**Work instruction**.
Return every record exactly as it appears. Leave nothing out.

■ ■ ■

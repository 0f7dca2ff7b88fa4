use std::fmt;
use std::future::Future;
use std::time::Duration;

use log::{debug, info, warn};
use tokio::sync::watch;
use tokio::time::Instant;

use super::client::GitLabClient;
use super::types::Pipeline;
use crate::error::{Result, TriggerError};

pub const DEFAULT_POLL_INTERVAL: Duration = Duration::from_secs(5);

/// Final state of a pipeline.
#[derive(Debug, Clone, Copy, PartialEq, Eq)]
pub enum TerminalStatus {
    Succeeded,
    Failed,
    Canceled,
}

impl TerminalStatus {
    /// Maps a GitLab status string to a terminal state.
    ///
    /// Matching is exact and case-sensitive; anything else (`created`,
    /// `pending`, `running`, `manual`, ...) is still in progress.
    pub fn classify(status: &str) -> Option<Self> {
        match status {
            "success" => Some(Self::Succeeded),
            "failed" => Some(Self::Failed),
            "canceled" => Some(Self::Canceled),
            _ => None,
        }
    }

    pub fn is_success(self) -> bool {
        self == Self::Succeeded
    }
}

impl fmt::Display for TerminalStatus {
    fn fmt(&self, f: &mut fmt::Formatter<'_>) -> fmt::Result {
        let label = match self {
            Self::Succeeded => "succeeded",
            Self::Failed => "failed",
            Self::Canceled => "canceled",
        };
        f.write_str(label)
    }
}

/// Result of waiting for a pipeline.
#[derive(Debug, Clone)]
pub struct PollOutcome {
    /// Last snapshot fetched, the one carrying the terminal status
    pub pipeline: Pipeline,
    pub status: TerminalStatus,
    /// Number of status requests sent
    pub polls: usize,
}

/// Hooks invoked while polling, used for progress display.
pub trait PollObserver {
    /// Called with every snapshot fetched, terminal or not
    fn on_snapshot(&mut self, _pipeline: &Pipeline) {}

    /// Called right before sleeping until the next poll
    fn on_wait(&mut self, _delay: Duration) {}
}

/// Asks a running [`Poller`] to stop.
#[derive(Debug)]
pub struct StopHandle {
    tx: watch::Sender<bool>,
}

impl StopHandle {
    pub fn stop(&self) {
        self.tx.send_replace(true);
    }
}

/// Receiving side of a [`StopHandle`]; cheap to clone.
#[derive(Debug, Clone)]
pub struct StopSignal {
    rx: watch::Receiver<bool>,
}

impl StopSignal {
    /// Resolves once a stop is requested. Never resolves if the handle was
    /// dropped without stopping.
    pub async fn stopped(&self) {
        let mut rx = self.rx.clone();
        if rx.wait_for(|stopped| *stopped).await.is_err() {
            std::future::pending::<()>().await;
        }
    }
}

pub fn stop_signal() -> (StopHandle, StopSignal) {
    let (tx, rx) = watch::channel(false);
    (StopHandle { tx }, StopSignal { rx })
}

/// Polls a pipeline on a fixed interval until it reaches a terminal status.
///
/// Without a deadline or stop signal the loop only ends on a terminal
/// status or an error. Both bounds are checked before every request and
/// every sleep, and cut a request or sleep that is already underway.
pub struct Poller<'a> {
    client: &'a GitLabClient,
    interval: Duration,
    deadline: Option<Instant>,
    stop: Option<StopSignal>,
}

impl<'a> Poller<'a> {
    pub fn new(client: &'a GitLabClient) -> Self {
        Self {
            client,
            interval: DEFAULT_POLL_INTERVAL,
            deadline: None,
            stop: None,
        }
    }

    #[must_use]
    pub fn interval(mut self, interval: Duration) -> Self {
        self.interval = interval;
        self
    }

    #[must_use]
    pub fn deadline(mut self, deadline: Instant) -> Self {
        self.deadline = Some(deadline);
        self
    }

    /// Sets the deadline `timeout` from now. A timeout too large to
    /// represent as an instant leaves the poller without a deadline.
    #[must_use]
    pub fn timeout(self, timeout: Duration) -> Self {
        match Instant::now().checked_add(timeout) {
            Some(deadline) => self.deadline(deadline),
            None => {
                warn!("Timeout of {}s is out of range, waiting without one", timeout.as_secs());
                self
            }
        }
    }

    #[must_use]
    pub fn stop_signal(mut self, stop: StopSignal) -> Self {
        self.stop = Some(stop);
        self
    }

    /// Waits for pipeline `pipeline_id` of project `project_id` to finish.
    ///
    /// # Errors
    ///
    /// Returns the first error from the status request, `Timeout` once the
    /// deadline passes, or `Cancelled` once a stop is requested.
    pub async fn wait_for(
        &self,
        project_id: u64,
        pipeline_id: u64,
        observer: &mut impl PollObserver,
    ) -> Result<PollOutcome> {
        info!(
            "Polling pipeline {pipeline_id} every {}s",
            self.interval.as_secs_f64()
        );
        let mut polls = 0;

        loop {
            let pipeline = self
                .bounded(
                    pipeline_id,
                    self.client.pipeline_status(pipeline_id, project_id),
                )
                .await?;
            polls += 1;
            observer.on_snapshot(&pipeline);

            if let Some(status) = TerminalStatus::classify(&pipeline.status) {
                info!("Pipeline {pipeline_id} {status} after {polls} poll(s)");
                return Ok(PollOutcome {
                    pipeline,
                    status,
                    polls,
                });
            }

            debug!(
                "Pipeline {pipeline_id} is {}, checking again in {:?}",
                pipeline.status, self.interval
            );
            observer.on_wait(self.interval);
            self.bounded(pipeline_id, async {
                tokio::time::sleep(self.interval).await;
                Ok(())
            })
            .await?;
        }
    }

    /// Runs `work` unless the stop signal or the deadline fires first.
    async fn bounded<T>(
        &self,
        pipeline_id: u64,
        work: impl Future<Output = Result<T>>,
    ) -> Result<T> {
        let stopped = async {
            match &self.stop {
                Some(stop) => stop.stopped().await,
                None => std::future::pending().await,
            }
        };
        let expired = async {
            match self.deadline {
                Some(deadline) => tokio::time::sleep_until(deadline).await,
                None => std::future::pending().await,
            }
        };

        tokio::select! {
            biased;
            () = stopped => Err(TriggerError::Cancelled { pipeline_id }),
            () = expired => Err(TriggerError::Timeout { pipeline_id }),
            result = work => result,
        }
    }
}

■ ■ ■

**Response**.
repository 0f7dca2ff7b88fa4
use std::fmt;
use std::future::Future;
use std::time::Duration;

use log::{debug, info, warn};
use tokio::sync::watch;
use tokio::time::Instant;

use super::client::GitLabClient;
use super::types::Pipeline;
use crate::error::{Result, TriggerError};

pub const DEFAULT_POLL_INTERVAL: Duration = Duration::from_secs(5);

/// Final state of a pipeline.
#[derive(Debug, Clone, Copy, PartialEq, Eq)]
pub enum TerminalStatus {
    Succeeded,
    Failed,
    Canceled,
}

impl TerminalStatus {
    /// Maps a GitLab status string to a terminal state.
    ///
    /// Matching is exact and case-sensitive; anything else (`created`,
    /// `pending`, `running`, `manual`, ...) is still in progress.
    pub fn classify(status: &str) -> Option<Self> {
        match status {
            "success" => Some(Self::Succeeded),
            "failed" => Some(Self::Failed),
            "canceled" => Some(Self::Canceled),
            _ => None,
        }
    }

    pub fn is_success(self) -> bool {
        self == Self::Succeeded
    }
}

impl fmt::Display for TerminalStatus {
    fn fmt(&self, f: &mut fmt::Formatter<'_>) -> fmt::Result {
        let label = match self {
            Self::Succeeded => "succeeded",
            Self::Failed => "failed",
            Self::Canceled => "canceled",
        };
        f.write_str(label)
    }
}

/// Result of waiting for a pipeline.
#[derive(Debug, Clone)]
pub struct PollOutcome {
    /// Last snapshot fetched, the one carrying the terminal status
    pub pipeline: Pipeline,
    pub status: TerminalStatus,
    /// Number of status requests sent
    pub polls: usize,
}

/// Hooks invoked while polling, used for progress display.
pub trait PollObserver {
    /// Called with every snapshot fetched, terminal or not
    fn on_snapshot(&mut self, _pipeline: &Pipeline) {}

    /// Called right before sleeping until the next poll
    fn on_wait(&mut self, _delay: Duration) {}
}

/// Asks a running [`Poller`] to stop.
#[derive(Debug)]
pub struct StopHandle {
    tx: watch::Sender<bool>,
}

impl StopHandle {
    pub fn stop(&self) {
        self.tx.send_replace(true);
    }
}

/// Receiving side of a [`StopHandle`]; cheap to clone.
#[derive(Debug, Clone)]
pub struct StopSignal {
    rx: watch::Receiver<bool>,
}

impl StopSignal {
    /// Resolves once a stop is requested. Never resolves if the handle was
    /// dropped without stopping.
    pub async fn stopped(&self) {
        let mut rx = self.rx.clone();
        if rx.wait_for(|stopped| *stopped).await.is_err() {
            std::future::pending::<()>().await;
        }
    }
}

pub fn stop_signal() -> (StopHandle, StopSignal) {
    let (tx, rx) = watch::channel(false);
    (StopHandle { tx }, StopSignal { rx })
}

/// Polls a pipeline on a fixed interval until it reaches a terminal status.
///
/// Without a deadline or stop signal the loop only ends on a terminal
/// status or an error. Both bounds are checked before every request and
/// every sleep, and cut a request or sleep that is already underway.
pub struct Poller<'a> {
    client: &'a GitLabClient,
    interval: Duration,
    deadline: Option<Instant>,
    stop: Option<StopSignal>,
}

impl<'a> Poller<'a> {
    pub fn new(client: &'a GitLabClient) -> Self {
        Self {
            client,
            interval: DEFAULT_POLL_INTERVAL,
            deadline: None,
            stop: None,
        }
    }

    #[must_use]
    pub fn interval(mut self, interval: Duration) -> Self {
        self.interval = interval;
        self
    }

    #[must_use]
    pub fn deadline(mut self, deadline: Instant) -> Self {
        self.deadline = Some(deadline);
        self
    }

    /// Sets the deadline `timeout` from now. A timeout too large to
    /// represent as an instant leaves the poller without a deadline.
    #[must_use]
    pub fn timeout(self, timeout: Duration) -> Self {
        match Instant::now().checked_add(timeout) {
            Some(deadline) => self.deadline(deadline),
            None => {
                warn!("Timeout of {}s is out of range, waiting without one", timeout.as_secs());
                self
            }
        }
    }

    #[must_use]
    pub fn stop_signal(mut self, stop: StopSignal) -> Self {
        self.stop = Some(stop);
        self
    }

    /// Waits for pipeline `pipeline_id` of project `project_id` to finish.
    ///
    /// # Errors
    ///
    /// Returns the first error from the status request, `Timeout` once the
    /// deadline passes, or `Cancelled` once a stop is requested.
    pub async fn wait_for(
        &self,
        project_id: u64,
        pipeline_id: u64,
        observer: &mut impl PollObserver,
    ) -> Result<PollOutcome> {
        info!(
            "Polling pipeline {pipeline_id} every {}s",
            self.interval.as_secs_f64()
        );
        let mut polls = 0;

        loop {
            let pipeline = self
                .bounded(
                    pipeline_id,
                    self.client.pipeline_status(pipeline_id, project_id),
                )
                .await?;
            polls += 1;
            observer.on_snapshot(&pipeline);

            if let Some(status) = TerminalStatus::classify(&pipeline.status) {
                info!("Pipeline {pipeline_id} {status} after {polls} poll(s)");
                return Ok(PollOutcome {
                    pipeline,
                    status,
                    polls,
                });
            }

            debug!(
                "Pipeline {pipeline_id} is {}, checking again in {:?}",
                pipeline.status, self.interval
            );
            observer.on_wait(self.interval);
            self.bounded(pipeline_id, async {
                tokio::time::sleep(self.interval).await;
                Ok(())
            })
            .await?;
        }
    }

    /// Runs `work` unless the stop signal or the deadline fires first.
    async fn bounded<T>(
        &self,
        pipeline_id: u64,
        work: impl Future<Output = Result<T>>,
    ) -> Result<T> {
        let stopped = async {
            match &self.stop {
                Some(stop) => stop.stopped().await,
                None => std::future::pending().await,
            }
        };
        let expired = async {
            match self.deadline {
                Some(deadline) => tokio::time::sleep_until(deadline).await,
                None => std::future::pending().await,
            }
        };

        tokio::select! {
            biased;
            () = stopped => Err(TriggerError::Cancelled { pipeline_id }),
            () = expired => Err(TriggerError::Timeout { pipeline_id }),
            result = work => result,
        }
    }
}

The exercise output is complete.